John Katten, born Hans in 1928 in Bamberg, Germany, remembers Kristallnacht as
though it happened yesterday.
“The older I get, the more I remember,”
says the 84-year-old architect who grew up in England, who managed to escape
with his family in 1939 and made aliya with his wife Brenda in 1988.
“My
father was the spiritual leader of the Bamberg community and, even though the
anti-Jewish decrees were getting worse, he did not want to leave,” recalls
Katten. “Even when all the Jewish children, including me, were thrown out of
school and shops had signs saying ‘Don’t sell to Jews’ and ‘Boycott Jewish
shops,’ he still thought it could not get any worse. ‘We can live with it,’ he
said.”
“My father was very German,” he continues.
“He had fought
in the First World War and his family could trace their being in Germany back to
1646. My mother was Hungarian, the daughter of the head of a rabbinical seminary
in Breslau, and they met when my father went to study there; He fell in love
with her smile, he used to say.
They used to argue constantly about
leaving, but it wasn’t until Kristallnacht that my father agreed.”
On the
night of November 9, 1938, the beautiful Bamberg synagogue was set on fire, as
were hundreds of others throughout Germany.

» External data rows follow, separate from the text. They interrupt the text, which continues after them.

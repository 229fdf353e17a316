//! Extraction engine boundary.
//!
//! The pipeline treats feature extraction as an opaque function from a
//! (volume, mask, parameter set) triple to a mapping of named values. The
//! value shapes an engine can hand back form a small closed set, modeled as
//! [`RawValue`] so normalization is an explicit match instead of runtime
//! type inspection.

pub mod pyradiomics;

use std::collections::BTreeMap;
use std::path::Path;

use serde_json::Value;

use crate::error::EngineError;
use crate::params::ParameterSet;

/// One un-normalized engine result value.
#[derive(Debug, Clone, PartialEq)]
pub enum RawValue {
    /// Plain text (engine version strings, hashes, class names).
    Text(String),
    /// Nested mapping, assumed already serializable.
    Map(serde_json::Map<String, Value>),
    /// Fixed-size tuple of scalars (spacings, bounding boxes).
    Sequence(Vec<Value>),
    /// A single floating-point value.
    Scalar(f64),
    /// Dense numeric array.
    Array(Vec<f64>),
}

impl RawValue {
    /// Classifies a JSON value into its raw shape. Arrays whose elements
    /// are all numeric become [`RawValue::Array`]; any other array is a
    /// [`RawValue::Sequence`]. Booleans and nulls are carried as text.
    pub fn from_json(value: Value) -> Self {
        match value {
            Value::String(text) => Self::Text(text),
            Value::Object(map) => Self::Map(map),
            Value::Number(number) => match number.as_f64() {
                Some(scalar) => Self::Scalar(scalar),
                None => Self::Text(number.to_string()),
            },
            Value::Array(items) => {
                let numbers: Option<Vec<f64>> =
                    items.iter().map(Value::as_f64).collect();
                match numbers {
                    Some(values) => Self::Array(values),
                    None => Self::Sequence(items),
                }
            }
            Value::Bool(flag) => Self::Text(flag.to_string()),
            Value::Null => Self::Text("null".to_string()),
        }
    }
}

/// The un-normalized mapping returned by the extraction engine for one item.
pub type RawResult = BTreeMap<String, RawValue>;

/// A feature-extraction engine. Implementations must contain every failure
/// (file load, configuration, computation) in the returned [`EngineError`];
/// nothing here may abort the batch.
pub trait FeatureEngine: Send + Sync {
    fn extract(
        &self,
        volume_path: &Path,
        mask_path: &Path,
        params: &ParameterSet,
    ) -> Result<RawResult, EngineError>;
}
#[cfg(test)]
mod tests {
    use super::*;
    use crate::engine::{RawResult, RawValue};
    use crate::error::EngineError;
    use crate::sink::StoreError;
    use std::path::{Path, PathBuf};
    use std::sync::atomic::{AtomicUsize, Ordering};
    use std::sync::Mutex;
    use tempfile::TempDir;

    /// Engine stub returning a fixed raw result, or a failure for ids the
    /// test marks as poisoned (matched on the volume filename).
    struct StubEngine {
        fail_for: Vec<String>,
        result: fn() -> RawResult,
    }

    impl StubEngine {
        fn ok() -> Self {
            Self {
                fail_for: vec![],
                result: default_raw,
            }
        }

        fn failing_for(names: &[&str]) -> Self {
            Self {
                fail_for: names.iter().map(|s| s.to_string()).collect(),
                result: default_raw,
            }
        }

        fn with_result(result: fn() -> RawResult) -> Self {
            Self {
                fail_for: vec![],
                result,
            }
        }
    }

    fn default_raw() -> RawResult {
        let mut raw = RawResult::new();
        raw.insert(
            "original_firstorder_Mean".to_string(),
            RawValue::Scalar(12.34),
        );
        raw
    }

    impl FeatureEngine for StubEngine {
        fn extract(
            &self,
            volume_path: &Path,
            _mask_path: &Path,
            _params: &ParameterSet,
        ) -> Result<RawResult, EngineError> {
            let name = volume_path
                .file_name()
                .map(|n| n.to_string_lossy().to_string())
                .unwrap_or_default();
            if self.fail_for.contains(&name) {
                return Err(EngineError::Failed("synthetic engine failure".to_string()));
            }
            Ok((self.result)())
        }
    }

    /// Store stub recording inserted ids; fails for the configured ids.
    struct RecordingStore {
        inserted: Mutex<Vec<String>>,
        fail_for: Vec<String>,
        closed: AtomicUsize,
    }

    impl RecordingStore {
        fn new(fail_for: &[&str]) -> std::sync::Arc<Self> {
            std::sync::Arc::new(Self {
                inserted: Mutex::new(vec![]),
                fail_for: fail_for.iter().map(|s| s.to_string()).collect(),
                closed: AtomicUsize::new(0),
            })
        }
    }

    impl DocumentSink for std::sync::Arc<RecordingStore> {
        fn insert(&self, document: &crate::normalize::Document) -> Result<(), StoreError> {
            if self.fail_for.contains(&document.id().to_string()) {
                return Err(StoreError::Rejected("synthetic insert failure".to_string()));
            }
            self.inserted
                .lock()
                .expect("store lock")
                .push(document.id().to_string());
            Ok(())
        }

        fn close(self: Box<Self>) {
            self.closed.fetch_add(1, Ordering::SeqCst);
        }
    }

    struct Fixture {
        _tmp: TempDir,
        input: PathBuf,
        output: PathBuf,
    }

    fn fixture() -> Fixture {
        let tmp = TempDir::new().unwrap();
        let input = tmp.path().join("input");
        let output = tmp.path().join("output");
        std::fs::create_dir_all(&input).unwrap();
        std::fs::create_dir_all(&output).unwrap();
        Fixture {
            _tmp: tmp,
            input,
            output,
        }
    }

    /// Creates volume+mask files for `id` and returns the work item.
    fn present_item(fx: &Fixture, id: &str) -> WorkItem {
        let volume = fx.input.join(format!("{id}-volume.nrrd"));
        let mask = fx.input.join(format!("{id}-mask.nrrd"));
        std::fs::write(&volume, b"volume").unwrap();
        std::fs::write(&mask, b"mask").unwrap();
        WorkItem::new(id, volume, mask).unwrap()
    }

    fn collect_events(
        run: BatchRun,
    ) -> (BatchSummary, Vec<ProgressEvent>) {
        let (sender, receiver) = crossbeam_channel::unbounded();
        let progress = super::super::progress::ChannelProgress::new(sender);
        let summary = run.run(&progress);
        let events: Vec<ProgressEvent> = receiver.try_iter().collect();
        (summary, events)
    }

    #[test]
    fn test_single_item_file_only() {
        let fx = fixture();
        let item = present_item(&fx, "p1");

        let run = BatchRun::new(
            vec![item],
            ParameterSet::default(),
            Box::new(StubEngine::ok()),
            FileSink::new(&fx.output),
            None,
        );
        let (summary, events) = collect_events(run);

        assert_eq!(summary.completed, 1);
        assert_eq!(summary.skipped, 0);

        let written: serde_json::Value =
            serde_json::from_slice(&std::fs::read(fx.output.join("p1.json")).unwrap()).unwrap();
        assert_eq!(
            written,
            serde_json::json!({"_ID_": "p1", "original_firstorder_Mean": 12.34})
        );

        assert_eq!(events.len(), 2);
        match &events[0] {
            ProgressEvent::Item(report) => {
                assert_eq!(report.index, 1);
                assert_eq!(report.total, 1);
                assert_eq!(report.id, "p1");
                assert!(matches!(
                    report.outcome,
                    ItemOutcome::Completed {
                        stored: StoreOutcome::Disabled,
                        ..
                    }
                ));
            }
            other => panic!("Expected Item event, got {:?}", other),
        }
        assert!(matches!(events[1], ProgressEvent::BatchCompleted));
    }

    #[test]
    fn test_missing_volume_skips_without_extraction() {
        let fx = fixture();
        let mask = fx.input.join("m1.nrrd");
        std::fs::write(&mask, b"mask").unwrap();
        let item = WorkItem::new("p1", fx.input.join("absent.nrrd"), mask).unwrap();

        let run = BatchRun::new(
            vec![item],
            ParameterSet::default(),
            Box::new(StubEngine::ok()),
            FileSink::new(&fx.output),
            None,
        );
        let (summary, events) = collect_events(run);

        assert_eq!(summary.skipped, 1);
        assert!(!fx.output.join("p1.json").exists());
        match &events[0] {
            ProgressEvent::Item(report) => assert!(matches!(
                report.outcome,
                ItemOutcome::Skipped {
                    reason: SkipReason::MissingInput {
                        volume_missing: true,
                        mask_missing: false,
                    }
                }
            )),
            other => panic!("Expected Item event, got {:?}", other),
        }
    }

    #[test]
    fn test_engine_failure_skips_item_but_not_batch() {
        let fx = fixture();
        let bad = present_item(&fx, "bad");
        let good = present_item(&fx, "good");

        let run = BatchRun::new(
            vec![bad, good],
            ParameterSet::default(),
            Box::new(StubEngine::failing_for(&["bad-volume.nrrd"])),
            FileSink::new(&fx.output),
            None,
        );
        let (summary, events) = collect_events(run);

        assert_eq!(summary.completed, 1);
        assert_eq!(summary.skipped, 1);
        assert!(!fx.output.join("bad.json").exists());
        assert!(fx.output.join("good.json").exists());
        assert_eq!(events.len(), 3);
    }

    #[test]
    fn test_normalization_failure_skips_item() {
        let fx = fixture();
        let item = present_item(&fx, "p1");

        fn array_raw() -> RawResult {
            let mut raw = RawResult::new();
            raw.insert("hist".to_string(), RawValue::Array(vec![1.0, 2.0]));
            raw
        }

        let run = BatchRun::new(
            vec![item],
            ParameterSet::default(),
            Box::new(StubEngine::with_result(array_raw)),
            FileSink::new(&fx.output),
            None,
        );
        let (summary, events) = collect_events(run);

        assert_eq!(summary.skipped, 1);
        assert!(!fx.output.join("p1.json").exists());
        match &events[0] {
            ProgressEvent::Item(report) => assert!(matches!(
                report.outcome,
                ItemOutcome::Skipped {
                    reason: SkipReason::NormalizationFailed { .. }
                }
            )),
            other => panic!("Expected Item event, got {:?}", other),
        }
    }

    #[test]
    fn test_first_policy_accepts_multi_element_array() {
        let fx = fixture();
        let item = present_item(&fx, "p1");

        fn array_raw() -> RawResult {
            let mut raw = RawResult::new();
            raw.insert("hist".to_string(), RawValue::Array(vec![7.0, 8.0]));
            raw
        }

        let run = BatchRun::new(
            vec![item],
            ParameterSet::default(),
            Box::new(StubEngine::with_result(array_raw)),
            FileSink::new(&fx.output),
            None,
        )
        .with_array_policy(ArrayPolicy::First);
        let (summary, _events) = collect_events(run);

        assert_eq!(summary.completed, 1);
        let written: serde_json::Value =
            serde_json::from_slice(&std::fs::read(fx.output.join("p1.json")).unwrap()).unwrap();
        assert_eq!(written["hist"], serde_json::json!(7.0));
    }

    #[test]
    fn test_file_sink_failure_does_not_block_store() {
        let fx = fixture();
        let item = present_item(&fx, "p1");
        let store = RecordingStore::new(&[]);

        // Point the file sink at a path that is a file, not a directory.
        let blocked = fx.output.join("blocked");
        std::fs::write(&blocked, b"blocker").unwrap();

        let run = BatchRun::new(
            vec![item],
            ParameterSet::default(),
            Box::new(StubEngine::ok()),
            FileSink::new(&blocked),
            Some(Box::new(std::sync::Arc::clone(&store))),
        );
        let (summary, events) = collect_events(run);

        assert_eq!(summary.completed, 1);
        assert_eq!(summary.file_failures, 1);
        assert_eq!(
            store.inserted.lock().unwrap().as_slice(),
            &["p1".to_string()]
        );
        match &events[0] {
            ProgressEvent::Item(report) => match &report.outcome {
                ItemOutcome::Completed {
                    document_path,
                    file_error,
                    stored,
                } => {
                    assert!(document_path.is_none());
                    assert!(file_error.is_some());
                    assert_eq!(stored, &StoreOutcome::Inserted);
                }
                other => panic!("Expected Completed, got {:?}", other),
            },
            other => panic!("Expected Item event, got {:?}", other),
        }
    }

    #[test]
    fn test_store_failure_isolated_per_item() {
        let fx = fixture();
        let first = present_item(&fx, "p1");
        let second = present_item(&fx, "p2");
        let store = RecordingStore::new(&["p1"]);

        let run = BatchRun::new(
            vec![first, second],
            ParameterSet::default(),
            Box::new(StubEngine::ok()),
            FileSink::new(&fx.output),
            Some(Box::new(std::sync::Arc::clone(&store))),
        );
        let (summary, _events) = collect_events(run);

        // Item p1's insert failed, p2's still went through on the same
        // connection; both documents hit the file sink.
        assert_eq!(summary.completed, 2);
        assert_eq!(summary.store_failures, 1);
        assert_eq!(
            store.inserted.lock().unwrap().as_slice(),
            &["p2".to_string()]
        );
        assert!(fx.output.join("p1.json").exists());
        assert!(fx.output.join("p2.json").exists());
        assert_eq!(store.closed.load(Ordering::SeqCst), 1);
    }

    #[test]
    fn test_empty_worklist_completes_immediately() {
        let fx = fixture();
        let run = BatchRun::new(
            vec![],
            ParameterSet::default(),
            Box::new(StubEngine::ok()),
            FileSink::new(&fx.output),
            None,
        );
        let (summary, events) = collect_events(run);

        assert_eq!(summary, BatchSummary::default());
        assert_eq!(events.len(), 1);
        assert!(matches!(events[0], ProgressEvent::BatchCompleted));
        assert_eq!(std::fs::read_dir(&fx.output).unwrap().count(), 0);
    }

    #[test]
    fn test_progress_order_and_monotonic_index() {
        let fx = fixture();
        let items: Vec<WorkItem> = (1..=4)
            .map(|n| present_item(&fx, &format!("p{n}")))
            .collect();

        let run = BatchRun::new(
            items,
            ParameterSet::default(),
            Box::new(StubEngine::ok()),
            FileSink::new(&fx.output),
            None,
        );
        let (_summary, events) = collect_events(run);

        let reports: Vec<&ItemReport> = events
            .iter()
            .filter_map(|event| match event {
                ProgressEvent::Item(report) => Some(report),
                ProgressEvent::BatchCompleted => None,
            })
            .collect();
        assert_eq!(reports.len(), 4);
        for (position, report) in reports.iter().enumerate() {
            assert_eq!(report.index, position + 1);
            assert_eq!(report.total, 4);
            assert_eq!(report.id, format!("p{}", position + 1));
        }
        assert!(matches!(events.last(), Some(ProgressEvent::BatchCompleted)));
    }

    #[test]
    fn test_documents_written_equals_total_minus_skips() {
        let fx = fixture();
        let mut items = vec![
            present_item(&fx, "p1"),
            present_item(&fx, "p2"),
            present_item(&fx, "p3"),
        ];
        // p4's files never exist.
        items.push(
            WorkItem::new(
                "p4",
                fx.input.join("nope-v.nrrd"),
                fx.input.join("nope-m.nrrd"),
            )
            .unwrap(),
        );

        let run = BatchRun::new(
            items,
            ParameterSet::default(),
            Box::new(StubEngine::failing_for(&["p2-volume.nrrd"])),
            FileSink::new(&fx.output),
            None,
        );
        let (summary, _events) = collect_events(run);

        let written = std::fs::read_dir(&fx.output).unwrap().count();
        assert_eq!(summary.total, 4);
        assert_eq!(summary.skipped, 2);
        assert_eq!(written, summary.total - summary.skipped);
        assert_eq!(written, summary.completed);
    }
}
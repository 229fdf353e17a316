use std::path::PathBuf;

use clap::{Parser, Subcommand, ValueEnum};
use indicatif::{ProgressBar, ProgressStyle};

use radbatch::{
    ArrayPolicy, BatchConfig, BatchExecutor, DocumentStore, ItemOutcome, ParameterSet,
    ProgressEvent, PyradiomicsEngine, StoreOutcome, Worklist,
};

#[derive(Parser)]
#[command(name = "radbatch", about = "Batch radiomics feature extraction")]
struct Cli {
    #[command(subcommand)]
    command: Commands,
}

#[derive(Subcommand)]
enum Commands {
    /// Run a batch over a worklist CSV (id,volume,mask per line, no header)
    Run {
        /// Worklist CSV file
        #[arg(short, long)]
        worklist: PathBuf,
        /// Output directory for per-item JSON documents (must exist)
        #[arg(short, long)]
        output_dir: PathBuf,
        /// Engine parameter JSON file (built-in defaults when omitted)
        #[arg(short, long)]
        params: Option<PathBuf>,
        /// MongoDB connection string; enables the database sink
        #[arg(long)]
        db_uri: Option<String>,
        /// Database name (required with --db-uri)
        #[arg(long, default_value = "")]
        db_name: String,
        /// Collection name (required with --db-uri)
        #[arg(long, default_value = "")]
        collection: String,
        /// Reduction applied when an engine value is a numeric array
        #[arg(long, value_enum, default_value = "singleton")]
        array_policy: ArrayPolicyArg,
        /// Path to the pyradiomics executable
        #[arg(long, default_value = "pyradiomics")]
        engine: String,
    },
    /// Test the document store connection and existence pre-flight
    CheckDb {
        #[arg(long)]
        db_uri: String,
        #[arg(long)]
        db_name: String,
        #[arg(long)]
        collection: String,
    },
    /// Print the effective parameter set as JSON
    ShowParams {
        /// Parameter JSON file (built-in defaults when omitted)
        #[arg(short, long)]
        params: Option<PathBuf>,
    },
}

#[derive(Clone, Copy, ValueEnum)]
enum ArrayPolicyArg {
    /// Fail the item unless the array has exactly one element
    Singleton,
    /// Take the first element
    First,
}

impl From<ArrayPolicyArg> for ArrayPolicy {
    fn from(arg: ArrayPolicyArg) -> Self {
        match arg {
            ArrayPolicyArg::Singleton => ArrayPolicy::Singleton,
            ArrayPolicyArg::First => ArrayPolicy::First,
        }
    }
}

fn main() -> anyhow::Result<()> {
    tracing_log::LogTracer::init().ok();
    tracing_subscriber::fmt()
        .with_env_filter(
            tracing_subscriber::EnvFilter::try_from_default_env()
                .unwrap_or_else(|_| "info".into()),
        )
        .init();

    let cli = Cli::parse();

    match cli.command {
        Commands::Run {
            worklist,
            output_dir,
            params,
            db_uri,
            db_name,
            collection,
            array_policy,
            engine,
        } => {
            let list = Worklist::import_csv(&worklist)?;
            let params = load_params(params.as_deref())?;

            let mut config = match db_uri {
                Some(uri) => BatchConfig::with_database(&output_dir, uri, db_name, collection),
                None => BatchConfig::file_only(&output_dir),
            };
            config.array_policy = array_policy.into();

            run_batch(list, params, config, engine)
        }
        Commands::CheckDb {
            db_uri,
            db_name,
            collection,
        } => {
            DocumentStore::verify(&db_uri, &db_name, &collection)?;
            println!("Database connection test successful: {db_name}/{collection}");
            Ok(())
        }
        Commands::ShowParams { params } => {
            let params = load_params(params.as_deref())?;
            println!("{}", serde_json::to_string_pretty(params.as_value())?);
            Ok(())
        }
    }
}

fn load_params(path: Option<&std::path::Path>) -> anyhow::Result<ParameterSet> {
    Ok(match path {
        Some(path) => ParameterSet::from_file(path)?,
        None => ParameterSet::default(),
    })
}

fn run_batch(
    list: Worklist,
    params: ParameterSet,
    config: BatchConfig,
    engine_binary: String,
) -> anyhow::Result<()> {
    let engine = PyradiomicsEngine::with_binary(engine_binary);
    if !engine.is_available() {
        // Advisory only; the run proceeds and each item reports its own failure.
        eprintln!("warning: extraction engine probe failed; items may all skip");
    }

    let total = list.len() as u64;
    println!("Processing {} items...", total);

    let executor = BatchExecutor::new();
    let handle = executor.submit(list.into_items(), params, &config, Box::new(engine))?;

    let pb = ProgressBar::new(total);
    pb.set_style(
        ProgressStyle::default_bar()
            .template("{spinner:.green} [{elapsed_precise}] [{bar:40.cyan/blue}] {pos}/{len} {msg}")
            .unwrap()
            .progress_chars("#>-"),
    );

    while let Some(event) = handle.recv() {
        match event {
            ProgressEvent::Item(report) => {
                match &report.outcome {
                    ItemOutcome::Completed {
                        file_error, stored, ..
                    } => {
                        pb.set_message(report.id.clone());
                        if let Some(error) = file_error {
                            pb.println(format!("{}: file write failed: {error}", report.id));
                        }
                        if let StoreOutcome::Failed(error) = stored {
                            pb.println(format!("{}: database insert failed: {error}", report.id));
                        }
                    }
                    ItemOutcome::Skipped { reason } => {
                        pb.println(format!("{}: skipped ({reason})", report.id));
                    }
                }
                pb.inc(1);
            }
            ProgressEvent::BatchCompleted => break,
        }
    }

    let summary = handle.wait();
    pb.finish_and_clear();

    println!("Completed: {}", summary.completed);
    println!("Skipped:   {}", summary.skipped);
    if summary.file_failures > 0 {
        println!("File write failures:      {}", summary.file_failures);
    }
    if summary.store_failures > 0 {
        println!("Database insert failures: {}", summary.store_failures);
    }

    Ok(())
}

“We watched in disbelief,” he
recalls. “At first we thought it had been an electrical fault. I was allowed to
go and look and I cycled there, although my mother stopped my father from going,
which probably saved his life, as the president of the community, Willy Lessing,
was beaten and later died.”
The 10-year-old boy with artistic leanings
assumed it was more of a lark than anything else. Only later did he come to
understand the significance and the depth of hatred into which the German people
had sunk.
Many years later, when he took up painting as a hobby after he
moved to Israel, one of his most searing works is of the synagogue of his
childhood going up in flames.
With the intervention of Chief Rabbi of the
UK Joseph Hertz, who knew his Hungarian grandfather, the family managed to get
visas to England.
“We flew from Frankfurt, and from the airport in London
a bus took us and dropped us in the middle of London in Tottenham Court Road. My
father had a pound and a few shillings and found us a hotel for the night. One
of the waitresses spoke German, being Swiss, and she took us to her Italian
landlady who had a spare room. My father spoke to her in Latin.”
The next
day they found a soup kitchen where, for a penny, one could get a bowl of soup
and for tuppence a piece of bread with it. Somehow, like all the other refugees,
they managed to survive and made a good life for themselves in England. For
John, everything was an adventure; for his sister the events were much more
traumatic and affected her mental state for many years.
Katten became an
architect and met his wife Brenda – a past president of WIZO as well as of the
Israel, Britain and Commonwealth Association, and today chairwoman of the
English-Speaking Residents’ Association – through a friend from his student
days.
“He said he’d met a lovely girl – eight years younger than us – and
he really liked her but she was too tall for him,” he recalls.
And
indeed, even 50 years later, the Kattens make a very distinguished – and tall –
couple.
With a son living here and a growing family of grandchildren,
they visited often but could not leave elderly parents until 1998 when they
settled in Herzliya Pituah. Brenda is busy with her various public offices and
activities, and John decided to take up painting as a hobby.
In 1995 he
received an invitation from the mayor of Bamberg to be his guest at the
consecration of a monument that would mark the place where the synagogue had
once stood. The event was to take place on November 9 and, together with 22
other ex- Bamberg Jews, the Kattens travelled to his old hometown.
“It
was very strange to be back in Bamberg,” he recalls. “It was as I remembered it
but it looked different, with modern cars on the roads and signs not in Gothic
script as they had been when I was a child.”
The guests arrived at the
place where the synagogue had once stood and the commemorative ceremony began,
with speeches about the contribution of the Jewish community to the city. All
Katten could see in his mind’s eye, as the officials droned on, was the picture
of the flames engulfing their house of worship while the fire brigade stood by
just to make sure that none of the adjacent buildings caught fire.
“This
is where you stood and celebrated the destruction of our synagogue,” he thought,
remembering the photo that documents the event in a 1995 book about Bamberg by
Karl H. Mistele. He recalled also the photo dedicating the synagogue in 1910,
with the speech from the mayor promising to protect the place, and looked around
at the same German people now praising the Jews for their
contribution.
“It just made me realize, listening to all this, how
humanity can be manipulated and twisted by evil people,” he says.
Today,
a new community is growing in Bamberg and a small synagogue was dedicated a few
years ago, established mostly by Jews from the former Soviet
Union.
“Jewish life is slowly returning to Bamberg,” he says.